Chapter 1 – The Definition of Faith

The eleventh chapter of the Epistle to the Hebrews contains the most complete treatise on faith to be found in the Scriptures. It is introduced by a definition of faith, as “the substance of things hoped for, the evidence of things not seen.” This definition teaches us:

First, that faith is not hope, not a mere expectation of future things, but a present receiving of that which is promised in a real and substantial way. It is accepting, not expecting.

Secondly, that it is not sight, for it deals with things not seen. The region of the visible is not the realm of faith. When a thing is proved by demonstration, it is not a matter of faith, but of evidence. Faith asks no other evidences than God’s Word and its own assurance. It is the evidence. It is not true to say that “seeing is believing.” Faith believes where it cannot see; nay, believes what sight and evidence may even seem to contradict, if only God has said it.

When God said to Abraham, “I have made thee a father of many nations,” there was no sign of it; indeed, the evidence of sight plainly contradicted it. But God said it, and Abraham believed, for faith “calleth the things that are not as though they were.”

And so Abraham “considered not his own body, now dead,” but “was strong in faith, giving glory to God, and being fully persuaded that what He had promised He was able also to perform.

Thirdly, faith recognizes in every case an act of creation. It does not require any material to start with, for it believes in a God who can make all things out of nothing, and therefore it can step out upon the seeming void and find it full of the creations of His power.

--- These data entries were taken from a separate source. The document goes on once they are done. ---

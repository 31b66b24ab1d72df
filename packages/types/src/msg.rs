use cosmwasm_schema::{cw_serde, QueryResponses};
use cosmwasm_std::{Addr, Coin, Decimal, Decimal256, Uint128};
use mars_owner::OwnerUpdate;

use crate::{
    asset::{AllianceAsset, RewardWeightRange},
    params::Params,
    validator::RewardWeightChangeSnapshot,
    RewardIndices,
};

#[cw_serde]
pub struct InstantiateMsg {
    /// Contract owner, allowed to manage alliance assets and params
    pub owner: String,
    /// Delay (in seconds) between the creation of an asset and the start of its rewards
    pub reward_delay_time: u64,
    /// Length (in seconds) of a take rate interval
    pub take_rate_claim_interval: u64,
}

#[cw_serde]
pub enum ExecuteMsg {
    /// Register a new alliance asset (only callable by owner).
    ///
    /// Rewards of the asset start `reward_delay_time` seconds after creation.
    CreateAlliance {
        denom: String,
        reward_weight: Decimal,
        reward_weight_range: RewardWeightRange,
        take_rate: Decimal,
        /// Defaults to 1 (no decay)
        reward_change_rate: Option<Decimal>,
        /// Defaults to 0 (no decay)
        reward_change_interval: Option<u64>,
    },

    /// Update an alliance asset (only callable by owner).
    ///
    /// A weight change settles every validator's rewards at the old weight first.
    UpdateAlliance {
        denom: String,
        reward_weight: Option<Decimal>,
        take_rate: Option<Decimal>,
        reward_change_rate: Option<Decimal>,
        reward_change_interval: Option<u64>,
    },

    /// Remove an alliance asset that has no tokens delegated (only callable by owner)
    DeleteAlliance {
        denom: String,
    },

    /// Update params (only callable by owner)
    UpdateParams {
        reward_delay_time: Option<u64>,
        take_rate_claim_interval: Option<u64>,
    },

    /// Manages admin role state
    UpdateOwner(OwnerUpdate),

    /// Delegate an alliance asset held by the sender to a validator
    Delegate {
        validator: String,
        amount: Coin,
    },

    /// Start unbonding an alliance asset. Tokens are returned once the unbonding period is over
    Undelegate {
        validator: String,
        amount: Coin,
    },

    /// Move a delegation to another validator
    Redelegate {
        src_validator: String,
        dst_validator: String,
        amount: Coin,
    },

    /// Claim the rewards of a delegation
    ClaimDelegationRewards {
        validator: String,
        denom: String,
    },
}

/// Messages only the chain can send.
#[cw_serde]
pub enum SudoMsg {
    /// Runs once at the end of every block
    EndBlock {},

    /// A validator joined the bonding ledger
    ValidatorCreated {
        validator: String,
    },
}

#[cw_serde]
#[derive(QueryResponses)]
pub enum QueryMsg {
    #[returns(mars_owner::OwnerResponse)]
    Owner {},

    #[returns(Params)]
    Params {},

    #[returns(AllianceAsset)]
    Alliance {
        denom: String,
    },

    #[returns(Vec<AllianceAsset>)]
    Alliances {
        start_after: Option<String>,
        limit: Option<u32>,
    },

    #[returns(ValidatorResponse)]
    Validator {
        validator: String,
    },

    #[returns(DelegationResponse)]
    Delegation {
        delegator: String,
        validator: String,
        denom: String,
    },

    /// Delegations of a delegator, ordered by (validator, denom)
    #[returns(Vec<DelegationResponse>)]
    DelegatorDelegations {
        delegator: String,
        start_after: Option<(String, String)>,
        limit: Option<u32>,
    },

    /// Rewards a claim would pay right now, not counting validator rewards that were not
    /// withdrawn from the bonding ledger yet
    #[returns(Vec<Coin>)]
    PendingRewards {
        delegator: String,
        validator: String,
        denom: String,
    },

    /// Weight change snapshots of a (denom, validator) pair from `start_height` on.
    ///
    /// Pages end on a height boundary: every snapshot of the last returned height is included,
    /// even past `limit`. Continue from the last returned height + 1.
    #[returns(Vec<RewardWeightSnapshotResponse>)]
    RewardWeightSnapshots {
        denom: String,
        validator: String,
        start_height: Option<u64>,
        limit: Option<u32>,
    },

    #[returns(bool)]
    RebalanceQueued {},
}

#[cw_serde]
pub struct ValidatorResponse {
    pub validator: String,
    pub global_reward_indices: RewardIndices,
    pub total_delegator_shares: Vec<(String, Decimal256)>,
    pub validator_shares: Vec<(String, Decimal256)>,
}

#[cw_serde]
pub struct DelegationResponse {
    pub delegator: Addr,
    pub validator: String,
    pub denom: String,
    pub shares: Decimal256,
    /// Token balance of the shares, rounded with the truncation epsilon
    pub balance: Uint128,
    pub reward_indices: RewardIndices,
    pub last_reward_claim_height: u64,
}

#[cw_serde]
pub struct RewardWeightSnapshotResponse {
    pub height: u64,
    pub snapshot: RewardWeightChangeSnapshot,
}

/// Data returned by `Delegate`.
#[cw_serde]
pub struct DelegateResponse {
    pub shares: Decimal256,
}

/// Data returned by `Undelegate` and `Redelegate`.
#[cw_serde]
pub struct UnbondingResponse {
    pub completion_time: u64,
}

/// Data returned by `ClaimDelegationRewards`.
#[cw_serde]
pub struct ClaimRewardsResponse {
    pub rewards: Vec<Coin>,
}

In giving His greatest promises in the Old Testament, God reveals Himself as the Creator of that which He is promising. “Thus saith the Lord, the Maker of it, Call unto Me and I will answer thee, and show thee great and mighty things which thou knowest not.” There may be no sign of it, no probability of it, no germ of it from which to start, but God is able to make it out of nothing by a word. He does so make it by the word which faith claims. He needs no protoplasm to build His magnificent edifices of worlds. “He spake, and it was done; He commanded, and it stood fast.” Into the soul that has no basis or remnant of goodness, but is dead in trespasses and sins, He can speak life and holiness. Into the body, whose constitution is exhausted and its springs of life run out, He can command health and strength. And so faith begins where human hopes and prospects end; “man’s extremity is God’s opportunity.”

Now this faith, the apostle declares, is indispensable in order to please God. No wonder; anything less is to treat God as if He were unreal and unreliable, and is practical atheism. It is to make His Word less sure than a mere material fact of nature and perception of the senses; it is to trust God less than we trust His works.

The reason why God requires our absolute trust is very plain. The ruin of the human race came by discrediting and doubting God’s word to our first parents. “Hath God said?” was the fountain of all sin. “God hath said” is the foundation, therefore, of our restoration. Only when we thus implicitly believe His Word will we love and obey Him. And as unbelief stands in the foreground in the first picture of our fallen race, it leads the procession of the lost, in the closing scene in the tragedy of mankind. “The fearful and the unbelieving shall have their portion in the lake which burneth with fire and brimstone, which is the second death.” Let us “take heed, therefore, lest there be in any of us an evil heart of unbelief in departing from the living God.”

Having given general principles respecting faith, the apostle next proceeds to illustrate them by a series examples from the Scriptures. The first seven are taken from the Book of Genesis and represent various aspects of faith in human life.